Someone ought to remind Hendry of a few very simple but fatal bullet points, and they are:
- labour cost rise is a good thing
- especially when there are plenty of inexpensive labour and cheap savings to be mobilized by development of rail system to be used in revving up a long collapsed and newly powered up civilization state whose purpose is not to supply trinkets to declining pop culture nations as do the Japan's n Koreans of this planet, but to mind its own continental economy enterprise
- manufacturing is not about labour cost, but about critical mass of enterprise, innovation, improvements, capital mobilized from true savings, education, and hope
- to the extent that it makes sense to make certain items closer to where the end customers are, the outfits that correctly incorporate china in supply chain shall likely win easier, but such outfits are less than likely to be non-china aligned, calibrated, tuned, or otherwise associated.
Hendry commits the fatal sin in his history view starting at his nose, failing to account for the truth that china but for hiccup had once led the world and the qualities of that leadership is as was.

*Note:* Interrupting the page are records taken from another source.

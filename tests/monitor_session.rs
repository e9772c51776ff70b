//! End-to-end session over an in-memory link.

use std::sync::Arc;
use std::time::Duration;

use tokio::io::{AsyncBufReadExt, AsyncWriteExt, BufReader};
use vitalwatch::connection::{ConnectionState, MemoryConnector, StreamConnection};
use vitalwatch::{Monitor, MonitorError, MonitorOptions};
use vitalwatch_types::{BloodPressure, Reading, Subject, SubjectStatus};

async fn wait_until(mut condition: impl FnMut() -> bool) {
    tokio::time::timeout(Duration::from_secs(5), async {
        while !condition() {
            tokio::time::sleep(Duration::from_millis(5)).await;
        }
    })
    .await
    .expect("condition not reached in time");
}

#[tokio::test]
async fn test_full_session() {
    let connector = Arc::new(MemoryConnector::new());
    let server = connector.push();
    let (server_read, mut server_write) = tokio::io::split(server);
    let mut commands = BufReader::new(server_read).lines();

    let mut connection = StreamConnection::new(connector, Duration::from_secs(1));
    let handle = connection.handle();
    let monitor = Monitor::new(
        Arc::new(connection.handle()),
        MonitorOptions {
            waveform_capacity: 5,
            alert_retention: 100,
        },
    );
    monitor.load_subjects(vec![
        Subject::new("patient_001", "John Doe"),
        Subject::new("patient_002", "Jane Smith"),
    ]);

    // Selecting works offline; tracking does not.
    monitor.select("patient_001").unwrap();
    assert_eq!(monitor.start_tracking("patient_001"), Err(MonitorError::NotConnected));

    let events = connection.open().await.unwrap();
    let dispatcher = tokio::spawn({
        let monitor = monitor.clone();
        async move { monitor.run(events).await }
    });

    monitor.start_tracking("patient_001").unwrap();
    let line = commands.next_line().await.unwrap().unwrap();
    let command: serde_json::Value = serde_json::from_str(&line).unwrap();
    assert_eq!(command["event"], "start_tracking");
    assert_eq!(command["data"]["subject_id"], "patient_001");
    assert!(!monitor.tracking_active());

    let frames = [
        r#"{"event":"connected","data":{"status":"connected","message":"Connected to live monitoring"}}"#,
        r#"{"event":"monitoring_status","data":{"active":true,"message":"Live monitoring started"}}"#,
        r#"{"event":"live_vitals","data":{
            "patient_001":{"heart_rate":72,"blood_pressure":"120/80","oxygen_saturation":98,
                           "respiratory_rate":16,"temperature":36.8,"ecg_lead":[0.1,0.2,0.3],
                           "timestamp":"2024-01-15T10:30:00"},
            "patient_002":{"heart_rate":90,"ecg_lead":[9.9],"timestamp":"2024-01-15T10:30:00"}}}"#,
        r#"this is not json"#,
        r#"{"event":"live_vitals","data":{"patient_001":{"heart_rate":"--","blood_pressure":"122/81",
            "oxygen_saturation":97,"ecg_lead":[0.4,0.5,0.6],"timestamp":"2024-01-15T10:30:01"}}}"#,
        r#"{"event":"live_vitals","data":{"patient_001":{"heart_rate":40,"ecg_lead":[7.7],
            "timestamp":"2024-01-15T10:29:59"}}}"#,
        r#"{"event":"alert","data":{"id":1,"patient_id":"patient_001","type":"heart_rate",
            "message":"Heart rate above threshold: 118 bpm","severity":"high",
            "timestamp":"2024-01-15T10:30:02","acknowledged":false}}"#,
        r#"{"event":"alert","data":{"id":1,"patient_id":"patient_001","type":"heart_rate",
            "severity":"high","timestamp":"2024-01-15T10:30:02"}}"#,
        r#"{"event":"subject_status","data":{"subject_id":"patient_001","status":"critical"}}"#,
    ];
    for frame in frames {
        // One frame per line.
        let compact = frame.replace('\n', " ");
        server_write.write_all(compact.as_bytes()).await.unwrap();
        server_write.write_all(b"\n").await.unwrap();
    }
    server_write.flush().await.unwrap();

    wait_until(|| monitor.counters().events >= 8).await;

    let view = monitor.view();
    assert_eq!(view.connection, ConnectionState::Connected);
    assert!(view.tracking_active);
    assert_eq!(view.selected.as_ref().unwrap().status, SubjectStatus::Critical);

    let vitals = view.vitals.unwrap();
    assert_eq!(vitals.heart_rate, Reading::Value(72.0));
    assert_eq!(vitals.blood_pressure, Reading::Value(BloodPressure::new(122.0, 81.0)));
    assert_eq!(vitals.spo2, Reading::Value(97.0));
    assert_eq!(vitals.respiration_rate, Reading::Absent);

    assert_eq!(view.waveform, vec![0.2, 0.3, 0.4, 0.5, 0.6]);
    assert_eq!(view.alerts.len(), 1);
    assert_eq!(view.unread_alerts, 1);
    assert_eq!(view.counters.stale_vitals, 1);
    assert_eq!(view.counters.foreign_vitals, 1);
    assert_eq!(view.counters.duplicate_alerts, 1);
    assert_eq!(handle.status().malformed_frames, 1);

    monitor.acknowledge("1").unwrap();
    assert_eq!(monitor.unread_alerts(), 0);

    // Switching subjects resets the stores.
    monitor.select("patient_002").unwrap();
    let line = commands.next_line().await.unwrap().unwrap();
    let command: serde_json::Value = serde_json::from_str(&line).unwrap();
    assert_eq!(command["event"], "select_subject");
    assert!(!monitor.tracking_active());
    assert_eq!(monitor.waveform(), vec![0.0; 5]);

    // Peer goes away: the dispatcher ends, the data stays.
    drop(server_write);
    drop(commands);
    dispatcher.await.unwrap();

    wait_until(|| handle.state() == ConnectionState::Disconnected).await;
    let view = monitor.view();
    assert!(!view.tracking_active);
    assert_eq!(view.alerts.len(), 1);
    assert!(view.last_error.is_some());
    assert_eq!(monitor.stop_tracking(), Ok(()));
}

30% global GDP share is not just an unobtainium dream but was once an overarching and omnipresent reality. China is not and never could be a Japan, and I mean that in compliment; for anyone to compare continental civilization state china to island Japan is ... Let us be polite and leave it at flawed.
(xi) Hendry then ponies up the china 'hot money' issue. A question, how does one tell apart china 'hot money' from china 'entrepreneurial foreign direct investment' as championed and encouraged by the sovereign?
(xii) Hendry is fearful of the coming collapse of the rmb. Giggle. Would not such a collapse fix many of his other worries?
(xiii) it is telling that Hendry's so-called China shorts are for the most part short on non-china shares, and I have no particular debate there, for
- the china share market, devoid of American-style equity culture, in inconsequential except as an indicator / guidance to policy intensions re zig n zag, on n off as china sovereign navigates (and so far so good) between the imperatives of the inland rural china continental economy and the needs of the coastal urban china continental economy.
- as china evolves, the overseas suppliers to china shall become less relavent, and then become a hindrance to be either cooped or excised.
(xiv) by long the debt of wastrel states and short everything bric, Hendry may well be correct as far as his portfolio denominated in usd is concerned, but that is about as far as it goes. Broad sweeps of history can escape him and he does not need to be wiser.
Given the money printing and deflation, and given the wasting of savings everywhere, Hendry's portfolio stance is wise.
Cannot fault Hendry too much, for after all he is just and but a portfolio manager.